Museum celebrates stories of Uncle Remus and Brer Rabbit but controversy about racism remains

Curtis Richardson hops around the front parlor of the 140-year-old house, animatedly recounting the enchanting tales of Brer Rabbit and Brer Wolf.

This photo taken Oct. 15, 2009 shows Lain Shakespeare, the great-great-great grandson of author Joel... Expand
(AP)

The elementary school students in the room shriek with delight as he huffs and puffs, stomping around the Wren's Nest, the very house where newspaperman and author Joel Chandler Harris brought the mischievous characters to life based on stories he heard from slaves during the Civil War.

"I smell a rabbit!" Richardson booms in a deep bass voice for the wolf, making the children laugh.

Down the hall in an office sits Harris' great-great-great grandson, Lain Shakespeare, a spunky 26-year-old who took over the failing museum three years ago and revived it from near closure using social networking Web sites Twitter and Facebook and a blog.
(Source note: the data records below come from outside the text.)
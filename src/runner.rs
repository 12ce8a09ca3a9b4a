//! Load a model, bind inputs, run it and collect the requested outputs.

use std::collections::HashMap;
use std::fs;
use std::path::{Path, PathBuf};
use std::str::FromStr;

use log::info;
use serde::{Deserialize, Serialize};
use serde_json::Number;

use crate::error::{Error, Result};
use crate::execution::{InferenceSession, ProviderConfig, SessionOptions, IN_TREE_PROVIDER};
use crate::model::DataType;
use crate::ops::custom::optional_output_domain;
use crate::ops::tensor::{Tensor, TensorData};

/// One named input tensor.
///
/// Values keep their JSON number form until the element type is known, so
/// integer inputs are never routed through `f64`.
#[derive(Debug, Clone, PartialEq, Serialize, Deserialize)]
pub struct InputBinding {
    pub name: String,
    #[serde(default = "default_data_type")]
    pub data_type: String,
    /// Defaults to a vector of `values.len()` elements
    #[serde(default)]
    pub shape: Option<Vec<usize>>,
    pub values: Vec<Number>,
}

fn default_data_type() -> String {
    DataType::Float.to_string()
}

impl InputBinding {
    pub fn new<T: Into<Number>>(name: &str, values: impl IntoIterator<Item = T>) -> Self {
        Self {
            name: name.to_string(),
            data_type: default_data_type(),
            shape: None,
            values: values.into_iter().map(Into::into).collect(),
        }
    }

    pub fn to_tensor(&self) -> Result<Tensor> {
        let data_type = DataType::from_str(&self.data_type).map_err(|_| {
            Error::InvalidConfig(format!(
                "Unknown data type '{}' for input {}",
                self.data_type, self.name
            ))
        })?;
        let shape = self.shape.clone().unwrap_or_else(|| vec![self.values.len()]);

        let tensor = match data_type {
            DataType::Float => Tensor::from_vec(&shape, self.convert(data_type, |n| n.as_f64().map(|v| v as f32))?)?,
            DataType::Double => Tensor::from_vec(&shape, self.convert(data_type, Number::as_f64)?)?,
            DataType::Int32 => Tensor::from_vec(
                &shape,
                self.convert(data_type, |n| n.as_i64().and_then(|v| i32::try_from(v).ok()))?,
            )?,
            DataType::Int64 => Tensor::from_vec(&shape, self.convert(data_type, Number::as_i64)?)?,
            DataType::Bool => Tensor::from_vec(&shape, self.convert(data_type, |n| n.as_f64().map(|v| v != 0.0))?)?,
            other => {
                return Err(Error::UnsupportedFeature(format!(
                    "Inputs of type {} are not supported",
                    other
                )))
            }
        };
        Ok(tensor.with_name(&self.name))
    }

    /// Convert every value exactly, or report the first one that does not fit
    fn convert<T>(&self, data_type: DataType, cast: impl Fn(&Number) -> Option<T>) -> Result<Vec<T>> {
        self.values
            .iter()
            .map(|n| {
                cast(n).ok_or_else(|| {
                    Error::InvalidConfig(format!(
                        "Value {} of input {} is not a valid {}",
                        n, self.name, data_type
                    ))
                })
            })
            .collect()
    }
}

impl FromStr for InputBinding {
    type Err = Error;

    /// `NAME[:TYPE]=v1,v2,...`
    fn from_str(s: &str) -> Result<Self> {
        let (head, values) = s
            .split_once('=')
            .ok_or_else(|| Error::InvalidConfig(format!("Expected NAME[:TYPE]=VALUES, got '{}'", s)))?;

        let (name, data_type) = match head.split_once(':') {
            Some((name, data_type)) => (name, data_type.to_string()),
            None => (head, default_data_type()),
        };
        if name.is_empty() {
            return Err(Error::InvalidConfig(format!("Missing input name in '{}'", s)));
        }

        let values = values
            .split(',')
            .map(str::trim)
            .filter(|v| !v.is_empty())
            .map(|v| {
                serde_json::from_str::<Number>(v).map_err(|_| {
                    Error::InvalidConfig(format!("Invalid value '{}' for input {}", v, name))
                })
            })
            .collect::<Result<Vec<_>>>()?;

        Ok(Self {
            name: name.to_string(),
            data_type,
            shape: None,
            values,
        })
    }
}

/// `NAME:KEY=VALUE` as accepted by `--provider-option`
pub fn parse_provider_option(s: &str) -> Result<(String, String, String)> {
    let invalid = || Error::InvalidConfig(format!("Expected PROVIDER:KEY=VALUE, got '{}'", s));
    let (provider, option) = s.split_once(':').ok_or_else(invalid)?;
    let (key, value) = option.split_once('=').ok_or_else(invalid)?;
    if provider.is_empty() || key.is_empty() {
        return Err(invalid());
    }
    Ok((provider.to_string(), key.to_string(), value.to_string()))
}

/// Everything needed for one run
#[derive(Debug, Clone, PartialEq, Serialize, Deserialize)]
#[serde(default)]
pub struct RunnerConfig {
    pub model: PathBuf,
    pub providers: Vec<ProviderConfig>,
    pub inputs: Vec<InputBinding>,
    pub outputs: Vec<String>,
    /// Schema-validate the model before planning
    pub validate_graph: bool,
    /// Log per-node timings at debug level
    pub enable_profiling: bool,
    pub log_id: String,
}

impl Default for RunnerConfig {
    fn default() -> Self {
        Self {
            model: PathBuf::from("Relu.onnx"),
            providers: vec![ProviderConfig::new(IN_TREE_PROVIDER)
                .with_option("int_property", "3")
                .with_option("str_property", "strval")],
            inputs: vec![InputBinding::new("x", [-3i64, 5, -2, 4])],
            outputs: vec!["graphOut".to_string()],
            validate_graph: true,
            enable_profiling: false,
            log_id: String::new(),
        }
    }
}

impl RunnerConfig {
    pub fn from_json_file(path: &Path) -> Result<Self> {
        let text = fs::read_to_string(path)?;
        Ok(serde_json::from_str(&text)?)
    }

    /// Set an option on an already requested provider
    pub fn set_provider_option(&mut self, provider: &str, key: &str, value: &str) -> Result<()> {
        let config = self
            .providers
            .iter_mut()
            .find(|p| p.name == provider)
            .ok_or_else(|| {
                Error::InvalidConfig(format!("Option given for provider {} which was not requested", provider))
            })?;
        config.options.insert(key.to_string(), value.to_string());
        Ok(())
    }

    pub fn session_options(&self) -> SessionOptions {
        SessionOptions {
            providers: self.providers.clone(),
            ..SessionOptions::default()
        }
        .set_validate_graph(self.validate_graph)
        .enable_profiling(self.enable_profiling)
        .set_log_id(&self.log_id)
        .add_custom_op_domain(optional_output_domain())
    }
}

/// Run the configured model once
pub fn run_model(config: &RunnerConfig) -> Result<Vec<Tensor>> {
    let session = InferenceSession::with_options(&config.model, config.session_options())?;

    let inputs = config
        .inputs
        .iter()
        .map(|binding| Ok((binding.name.clone(), binding.to_tensor()?)))
        .collect::<Result<HashMap<_, _>>>()?;

    let output_names: Vec<&str> = config.outputs.iter().map(String::as_str).collect();
    let outputs = session.run(&output_names, inputs)?;

    info!(
        "Ran {} on [{}], {} output(s)",
        config.model.display(),
        session.providers().join(", "),
        outputs.len()
    );
    Ok(outputs)
}

/// Outputs as a JSON object keyed by name
pub fn outputs_to_json(outputs: &[Tensor]) -> serde_json::Value {
    let entries = outputs
        .iter()
        .enumerate()
        .map(|(i, tensor)| {
            let name = tensor.name.clone().unwrap_or_else(|| format!("output_{}", i));
            let value = serde_json::json!({
                "data_type": tensor.data_type().to_string(),
                "shape": tensor.shape(),
                "values": json_values(tensor),
            });
            (name, value)
        })
        .collect();
    serde_json::Value::Object(entries)
}

/// Element values with their own JSON number kind, so int64 stays exact
fn json_values(tensor: &Tensor) -> serde_json::Value {
    match &tensor.data {
        TensorData::Float(arr) => arr.iter().map(|&v| v as f64).collect(),
        TensorData::Double(arr) => arr.iter().copied().collect(),
        TensorData::Int32(arr) => arr.iter().copied().collect(),
        TensorData::Int64(arr) => arr.iter().copied().collect(),
        TensorData::Bool(arr) => arr.iter().copied().collect(),
    }
}

#[cfg(test)]
mod tests {
    use super::*;

    #[test]
    fn parse_input_binding() {
        let binding: InputBinding = "x=-3,5,-2,4".parse().unwrap();
        assert_eq!(binding, InputBinding::new("x", [-3i64, 5, -2, 4]));
        assert_eq!(binding.to_tensor().unwrap().to_f64_vec(), vec![-3.0, 5.0, -2.0, 4.0]);

        let typed: InputBinding = "ids:int64=1, 2".parse().unwrap();
        assert_eq!(typed.data_type, "int64");
        assert_eq!(typed.to_tensor().unwrap().data_type(), DataType::Int64);

        assert!("x".parse::<InputBinding>().is_err());
        assert!("x=1,two".parse::<InputBinding>().is_err());
    }

    #[test]
    fn int64_values_are_exact() {
        // 2^53 + 1 has no f64 representation
        let binding: InputBinding = "ids:int64=9007199254740993,-9223372036854775808".parse().unwrap();
        let tensor = binding.to_tensor().unwrap();
        match &tensor.data {
            TensorData::Int64(arr) => {
                assert_eq!(arr.iter().copied().collect::<Vec<_>>(), vec![9007199254740993, i64::MIN]);
            }
            other => panic!("expected int64 data, got {:?}", other),
        }

        let json = outputs_to_json(&[tensor]);
        assert_eq!(json["ids"]["values"][0].as_i64(), Some(9007199254740993));
    }

    #[test]
    fn values_must_fit_the_data_type() {
        let fractional: InputBinding = "ids:int64=1.5".parse().unwrap();
        assert!(matches!(fractional.to_tensor(), Err(Error::InvalidConfig(_))));

        let too_big: InputBinding = "ids:int32=4294967296".parse().unwrap();
        assert!(matches!(too_big.to_tensor(), Err(Error::InvalidConfig(_))));

        let floats: InputBinding = "x:double=0.25,3".parse().unwrap();
        assert_eq!(floats.to_tensor().unwrap().to_f64_vec(), vec![0.25, 3.0]);
    }

    #[test]
    fn session_settings_reach_options() {
        let config: RunnerConfig =
            serde_json::from_str(r#"{"validate_graph": false, "enable_profiling": true, "log_id": "run-7"}"#).unwrap();
        let options = config.session_options();

        assert!(!options.validate_graph);
        assert!(options.enable_profiling);
        assert_eq!(options.log_id, "run-7");
        assert_eq!(options.custom_op_domains.len(), 1);

        let defaults = RunnerConfig::default().session_options();
        assert!(defaults.validate_graph);
        assert!(!defaults.enable_profiling);
    }

    #[test]
    fn unknown_data_type() {
        let binding: InputBinding = "x:quaternion=1".parse().unwrap();
        assert!(matches!(binding.to_tensor(), Err(Error::InvalidConfig(_))));
    }

    #[test]
    fn provider_option_syntax() {
        assert_eq!(
            parse_provider_option("InTreeExecutionProvider:int_property=3").unwrap(),
            (
                "InTreeExecutionProvider".to_string(),
                "int_property".to_string(),
                "3".to_string()
            )
        );
        assert!(parse_provider_option("int_property=3").is_err());
    }

    #[test]
    fn defaults_match_sample() {
        let config = RunnerConfig::default();
        assert_eq!(config.providers[0].options["int_property"], "3");
        assert_eq!(config.providers[0].options["str_property"], "strval");
        assert_eq!(config.outputs, vec!["graphOut"]);

        let partial: RunnerConfig = serde_json::from_str(r#"{"model": "other.onnx"}"#).unwrap();
        assert_eq!(partial.model, PathBuf::from("other.onnx"));
        assert_eq!(partial.inputs, config.inputs);
    }

    #[test]
    fn option_for_missing_provider() {
        let mut config = RunnerConfig::default();
        assert!(config.set_provider_option("CPUExecutionProvider", "k", "v").is_err());
        config.set_provider_option(IN_TREE_PROVIDER, "int_property", "7").unwrap();
        assert_eq!(config.providers[0].options["int_property"], "7");
    }
}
It was quite a tall order for a kid who grew up in a family that mostly shunned the museum because of its long-standing practice of not allowing blacks to visit, a policy that ended in 1984 when Shakespeare was a baby. Piled on top of that painful history is the controversy surrounding Harris' work — a white man profiting off stories he took from slaves and spreading what many consider to be an unflattering caricature of Southern blacks.

"It's an uphill battle, to say the least," Shakespeare said sitting in his Wren's Nest office, which was once the bedroom of Harris' mother. "We're letting people know the full story, instead of the story that's been told by other people. We talk about it. We don't sweep it under the rug."

He even poses questions on his blog like "Is Uncle Remus racist?" and invites readers to respond honestly. In one post, he wrote of a Girl Scout leader who wanted to bring her racially diverse troop to visit Wren's Nest, but was "met with dead silence" when she suggested the field trip to parents.

That friction and controversy is exactly what Shakespeare hopes will bring visitors to the front door of the mustard-colored home with the stained glass windows in Atlanta's mostly black southwest neighborhood. That, and fond childhood memories of hearing stories about Uncle Remus and the Tar Baby in the briar patch.